* EXERCISE DETAILS *
Provide an exact repetition of every entry, with no word altered.

* INFORMATION PROVIDED *
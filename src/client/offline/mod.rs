//! # Offline Mutation Support
//!
//! Everything that lets a mutation be issued without a server round-trip:
//!
//! - **Intercept**: route first issuances to the queue, replays to the network
//! - **Queue**: ordered, durable effects with snapshot-based rollback
//! - **Identifier map**: temporary → server identifiers and payload rewriting
//! - **Fallback**: cache-only query reads while offline
//! - **Retry**: backoff between transient failures

pub mod effect;
pub mod fallback;
pub mod id_map;
pub mod intercept;
pub mod queue;
pub mod retry;
pub mod snapshot;

pub use effect::{EffectStatus, MutationEffect};
pub use fallback::QueryFallbackReader;
pub use id_map::{extract_identifiers, map_identifiers, resolve_references, IdMap, TempIdEntry};
pub use intercept::{Dispatched, MutationContext, MutationIntercept};
pub use queue::{CommitOutcome, Continuations, MutationQueue, UpdateFn};
pub use retry::BackoffStrategy;
pub use snapshot::CacheSnapshot;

* TASK RESPONSE *
filename src/client/offline/mod.rs
//! # Offline Mutation Support
//!
//! Everything that lets a mutation be issued without a server round-trip:
//!
//! - **Intercept**: route first issuances to the queue, replays to the network
//! - **Queue**: ordered, durable effects with snapshot-based rollback
//! - **Identifier map**: temporary → server identifiers and payload rewriting
//! - **Fallback**: cache-only query reads while offline
//! - **Retry**: backoff between transient failures

pub mod effect;
pub mod fallback;
pub mod id_map;
pub mod intercept;
pub mod queue;
pub mod retry;
pub mod snapshot;

pub use effect::{EffectStatus, MutationEffect};
pub use fallback::QueryFallbackReader;
pub use id_map::{extract_identifiers, map_identifiers, resolve_references, IdMap, TempIdEntry};
pub use intercept::{Dispatched, MutationContext, MutationIntercept};
pub use queue::{CommitOutcome, Continuations, MutationQueue, UpdateFn};
pub use retry::BackoffStrategy;
pub use snapshot::CacheSnapshot;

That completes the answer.